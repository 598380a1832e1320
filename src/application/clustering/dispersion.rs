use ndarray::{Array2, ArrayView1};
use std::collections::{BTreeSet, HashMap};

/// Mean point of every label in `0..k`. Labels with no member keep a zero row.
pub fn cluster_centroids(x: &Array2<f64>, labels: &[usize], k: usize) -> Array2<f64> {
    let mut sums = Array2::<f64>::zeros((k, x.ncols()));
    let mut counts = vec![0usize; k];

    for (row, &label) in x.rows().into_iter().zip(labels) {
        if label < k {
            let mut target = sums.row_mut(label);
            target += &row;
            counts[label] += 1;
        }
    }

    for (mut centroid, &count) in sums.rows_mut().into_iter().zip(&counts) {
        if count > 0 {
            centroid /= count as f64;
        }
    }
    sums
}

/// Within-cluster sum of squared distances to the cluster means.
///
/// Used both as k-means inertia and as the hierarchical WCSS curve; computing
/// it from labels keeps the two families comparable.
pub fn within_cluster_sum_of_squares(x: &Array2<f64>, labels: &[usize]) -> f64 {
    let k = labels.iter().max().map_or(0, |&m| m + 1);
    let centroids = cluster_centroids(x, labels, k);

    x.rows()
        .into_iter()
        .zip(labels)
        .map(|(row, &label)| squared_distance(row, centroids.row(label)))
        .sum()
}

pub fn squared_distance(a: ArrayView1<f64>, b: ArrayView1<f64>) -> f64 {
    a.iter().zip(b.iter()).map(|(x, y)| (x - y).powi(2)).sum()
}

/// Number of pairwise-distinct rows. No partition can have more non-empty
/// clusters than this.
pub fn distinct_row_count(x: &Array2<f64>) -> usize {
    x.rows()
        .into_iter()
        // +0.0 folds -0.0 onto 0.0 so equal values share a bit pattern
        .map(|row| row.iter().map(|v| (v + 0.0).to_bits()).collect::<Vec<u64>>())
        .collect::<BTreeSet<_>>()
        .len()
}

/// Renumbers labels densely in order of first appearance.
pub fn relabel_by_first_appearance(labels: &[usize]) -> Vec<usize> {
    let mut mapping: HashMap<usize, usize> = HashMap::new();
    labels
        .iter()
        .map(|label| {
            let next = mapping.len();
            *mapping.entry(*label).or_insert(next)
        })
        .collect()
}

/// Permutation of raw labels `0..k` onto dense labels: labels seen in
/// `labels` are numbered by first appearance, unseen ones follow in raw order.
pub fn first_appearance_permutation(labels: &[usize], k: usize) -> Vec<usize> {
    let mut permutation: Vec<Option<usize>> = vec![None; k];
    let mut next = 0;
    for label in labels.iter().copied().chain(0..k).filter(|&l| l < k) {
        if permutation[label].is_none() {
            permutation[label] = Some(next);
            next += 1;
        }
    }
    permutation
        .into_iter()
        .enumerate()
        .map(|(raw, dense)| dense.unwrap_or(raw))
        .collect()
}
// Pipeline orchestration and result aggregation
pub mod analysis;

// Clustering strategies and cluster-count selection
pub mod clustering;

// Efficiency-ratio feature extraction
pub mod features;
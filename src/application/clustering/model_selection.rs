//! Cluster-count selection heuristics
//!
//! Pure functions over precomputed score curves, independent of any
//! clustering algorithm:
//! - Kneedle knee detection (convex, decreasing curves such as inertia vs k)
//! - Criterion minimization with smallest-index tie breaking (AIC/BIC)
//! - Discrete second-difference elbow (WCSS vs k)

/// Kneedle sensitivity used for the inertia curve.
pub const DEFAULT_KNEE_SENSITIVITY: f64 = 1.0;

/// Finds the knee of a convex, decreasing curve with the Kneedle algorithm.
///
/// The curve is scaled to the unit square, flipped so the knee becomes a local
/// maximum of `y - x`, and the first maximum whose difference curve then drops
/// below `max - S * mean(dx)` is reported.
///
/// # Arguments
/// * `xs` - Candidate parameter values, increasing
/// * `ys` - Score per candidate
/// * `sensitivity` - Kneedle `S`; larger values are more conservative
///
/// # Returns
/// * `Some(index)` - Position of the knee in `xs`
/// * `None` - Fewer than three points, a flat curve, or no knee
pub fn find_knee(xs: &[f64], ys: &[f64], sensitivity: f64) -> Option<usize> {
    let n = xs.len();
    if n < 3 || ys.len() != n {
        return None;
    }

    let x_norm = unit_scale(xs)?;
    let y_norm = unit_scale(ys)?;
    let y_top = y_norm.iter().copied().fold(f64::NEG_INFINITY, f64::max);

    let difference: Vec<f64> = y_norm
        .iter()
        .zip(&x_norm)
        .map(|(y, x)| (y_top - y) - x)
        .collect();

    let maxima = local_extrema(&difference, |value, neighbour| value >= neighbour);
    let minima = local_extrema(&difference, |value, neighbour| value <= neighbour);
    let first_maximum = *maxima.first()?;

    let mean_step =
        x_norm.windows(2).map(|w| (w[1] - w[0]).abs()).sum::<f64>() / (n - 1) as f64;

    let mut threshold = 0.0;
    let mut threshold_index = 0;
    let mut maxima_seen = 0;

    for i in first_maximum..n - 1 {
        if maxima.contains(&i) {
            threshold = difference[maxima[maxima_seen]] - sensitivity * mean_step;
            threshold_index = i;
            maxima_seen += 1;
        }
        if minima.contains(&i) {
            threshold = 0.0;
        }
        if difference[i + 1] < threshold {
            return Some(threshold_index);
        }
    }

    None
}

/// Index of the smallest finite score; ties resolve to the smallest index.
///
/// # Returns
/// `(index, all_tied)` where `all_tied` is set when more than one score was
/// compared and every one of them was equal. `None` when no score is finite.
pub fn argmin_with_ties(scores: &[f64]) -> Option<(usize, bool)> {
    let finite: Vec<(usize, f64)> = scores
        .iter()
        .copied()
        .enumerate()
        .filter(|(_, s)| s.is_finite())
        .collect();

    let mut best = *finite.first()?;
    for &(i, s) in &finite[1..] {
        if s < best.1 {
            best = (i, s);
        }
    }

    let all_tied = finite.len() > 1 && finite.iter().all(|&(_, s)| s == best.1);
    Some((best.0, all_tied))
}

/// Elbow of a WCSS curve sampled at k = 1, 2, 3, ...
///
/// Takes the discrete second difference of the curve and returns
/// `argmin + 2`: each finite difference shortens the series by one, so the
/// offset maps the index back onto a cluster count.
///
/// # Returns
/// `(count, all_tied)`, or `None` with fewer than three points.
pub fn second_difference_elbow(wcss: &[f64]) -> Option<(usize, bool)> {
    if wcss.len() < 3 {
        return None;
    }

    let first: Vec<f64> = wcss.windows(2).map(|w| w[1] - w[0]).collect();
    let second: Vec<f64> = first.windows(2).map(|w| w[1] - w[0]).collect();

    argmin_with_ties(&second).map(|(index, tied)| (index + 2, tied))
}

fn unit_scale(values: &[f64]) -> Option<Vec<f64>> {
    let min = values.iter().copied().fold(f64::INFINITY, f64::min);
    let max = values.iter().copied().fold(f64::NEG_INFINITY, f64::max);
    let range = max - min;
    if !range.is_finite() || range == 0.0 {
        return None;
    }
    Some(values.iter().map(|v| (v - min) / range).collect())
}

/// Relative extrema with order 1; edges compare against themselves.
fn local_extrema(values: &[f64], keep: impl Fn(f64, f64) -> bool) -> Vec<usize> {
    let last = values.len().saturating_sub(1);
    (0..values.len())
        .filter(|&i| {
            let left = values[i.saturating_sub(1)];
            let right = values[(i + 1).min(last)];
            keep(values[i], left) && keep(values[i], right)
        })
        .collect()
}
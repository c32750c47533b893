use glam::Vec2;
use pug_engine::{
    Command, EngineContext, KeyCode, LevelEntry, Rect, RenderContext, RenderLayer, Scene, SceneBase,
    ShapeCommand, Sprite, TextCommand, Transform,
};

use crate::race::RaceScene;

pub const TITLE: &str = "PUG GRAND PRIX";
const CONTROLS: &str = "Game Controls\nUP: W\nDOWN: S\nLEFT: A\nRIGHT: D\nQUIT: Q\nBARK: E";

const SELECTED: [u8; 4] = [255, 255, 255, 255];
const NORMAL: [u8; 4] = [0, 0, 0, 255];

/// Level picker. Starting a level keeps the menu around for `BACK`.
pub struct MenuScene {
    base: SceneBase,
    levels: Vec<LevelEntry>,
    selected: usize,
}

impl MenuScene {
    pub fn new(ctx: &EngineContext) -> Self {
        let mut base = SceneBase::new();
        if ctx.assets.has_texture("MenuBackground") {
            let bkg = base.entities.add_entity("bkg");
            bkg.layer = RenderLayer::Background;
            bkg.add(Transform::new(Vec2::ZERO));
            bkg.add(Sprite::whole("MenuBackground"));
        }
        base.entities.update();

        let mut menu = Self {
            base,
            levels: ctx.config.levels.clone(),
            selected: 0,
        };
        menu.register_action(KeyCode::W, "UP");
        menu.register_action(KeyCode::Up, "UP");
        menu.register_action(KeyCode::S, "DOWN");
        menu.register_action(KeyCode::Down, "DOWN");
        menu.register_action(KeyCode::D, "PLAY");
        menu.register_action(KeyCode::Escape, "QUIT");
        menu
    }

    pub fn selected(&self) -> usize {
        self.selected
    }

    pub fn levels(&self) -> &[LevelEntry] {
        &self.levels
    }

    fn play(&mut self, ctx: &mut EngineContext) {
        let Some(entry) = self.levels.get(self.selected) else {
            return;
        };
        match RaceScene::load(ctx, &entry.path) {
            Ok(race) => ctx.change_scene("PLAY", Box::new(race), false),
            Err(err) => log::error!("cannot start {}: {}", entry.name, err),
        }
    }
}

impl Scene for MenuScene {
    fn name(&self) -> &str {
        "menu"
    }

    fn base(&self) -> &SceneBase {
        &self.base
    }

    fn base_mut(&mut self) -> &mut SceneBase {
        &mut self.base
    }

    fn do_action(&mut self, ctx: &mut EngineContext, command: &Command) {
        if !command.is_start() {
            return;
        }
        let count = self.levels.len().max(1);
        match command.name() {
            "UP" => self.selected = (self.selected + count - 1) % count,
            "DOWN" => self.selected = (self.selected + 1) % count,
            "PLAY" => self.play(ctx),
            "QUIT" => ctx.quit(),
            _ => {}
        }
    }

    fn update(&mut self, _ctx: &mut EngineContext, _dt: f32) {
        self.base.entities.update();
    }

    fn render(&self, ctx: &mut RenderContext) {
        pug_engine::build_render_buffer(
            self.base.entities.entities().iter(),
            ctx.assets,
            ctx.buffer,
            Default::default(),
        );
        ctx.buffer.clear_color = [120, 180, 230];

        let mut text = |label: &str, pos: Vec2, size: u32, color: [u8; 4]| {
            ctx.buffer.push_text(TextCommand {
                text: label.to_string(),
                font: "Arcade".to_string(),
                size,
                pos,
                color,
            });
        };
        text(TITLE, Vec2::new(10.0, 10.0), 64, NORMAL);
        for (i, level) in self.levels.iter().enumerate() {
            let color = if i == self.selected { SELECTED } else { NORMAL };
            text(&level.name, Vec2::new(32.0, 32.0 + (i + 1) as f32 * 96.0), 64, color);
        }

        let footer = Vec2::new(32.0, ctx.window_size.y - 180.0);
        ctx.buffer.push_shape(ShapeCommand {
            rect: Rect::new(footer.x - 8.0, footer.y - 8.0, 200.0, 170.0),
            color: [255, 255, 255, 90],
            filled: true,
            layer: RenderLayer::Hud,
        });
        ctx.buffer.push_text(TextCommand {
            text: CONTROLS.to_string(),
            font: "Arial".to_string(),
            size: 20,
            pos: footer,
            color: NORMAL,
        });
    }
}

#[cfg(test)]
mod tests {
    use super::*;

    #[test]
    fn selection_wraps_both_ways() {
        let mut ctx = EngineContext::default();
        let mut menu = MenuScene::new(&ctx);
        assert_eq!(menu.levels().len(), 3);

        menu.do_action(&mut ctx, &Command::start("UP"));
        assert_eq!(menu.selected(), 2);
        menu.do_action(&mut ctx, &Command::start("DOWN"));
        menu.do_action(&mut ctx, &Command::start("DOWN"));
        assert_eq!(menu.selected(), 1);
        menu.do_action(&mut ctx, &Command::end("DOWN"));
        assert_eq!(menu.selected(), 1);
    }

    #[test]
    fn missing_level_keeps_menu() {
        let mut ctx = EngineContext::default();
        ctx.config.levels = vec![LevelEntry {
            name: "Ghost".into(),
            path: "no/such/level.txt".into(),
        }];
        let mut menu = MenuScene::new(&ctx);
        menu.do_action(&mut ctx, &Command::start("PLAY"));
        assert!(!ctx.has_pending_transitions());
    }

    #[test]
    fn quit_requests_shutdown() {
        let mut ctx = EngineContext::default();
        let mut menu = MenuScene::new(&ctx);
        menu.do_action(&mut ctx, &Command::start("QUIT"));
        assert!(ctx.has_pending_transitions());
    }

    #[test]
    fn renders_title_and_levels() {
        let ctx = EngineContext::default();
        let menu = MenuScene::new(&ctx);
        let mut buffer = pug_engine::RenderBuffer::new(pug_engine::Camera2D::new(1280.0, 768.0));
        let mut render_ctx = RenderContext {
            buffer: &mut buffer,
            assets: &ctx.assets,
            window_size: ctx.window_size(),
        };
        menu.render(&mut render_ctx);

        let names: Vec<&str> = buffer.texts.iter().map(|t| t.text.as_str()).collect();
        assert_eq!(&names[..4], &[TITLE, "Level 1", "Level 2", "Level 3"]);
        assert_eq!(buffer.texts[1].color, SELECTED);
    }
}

#####

WORK TO COMPLETE: From the listing above, return each line with the word "decreasing".

RESPONSE TO THE TASK:
//! - Kneedle knee detection (convex, decreasing curves such as inertia vs k)
/// Finds the knee of a convex, decreasing curve with the Kneedle algorithm.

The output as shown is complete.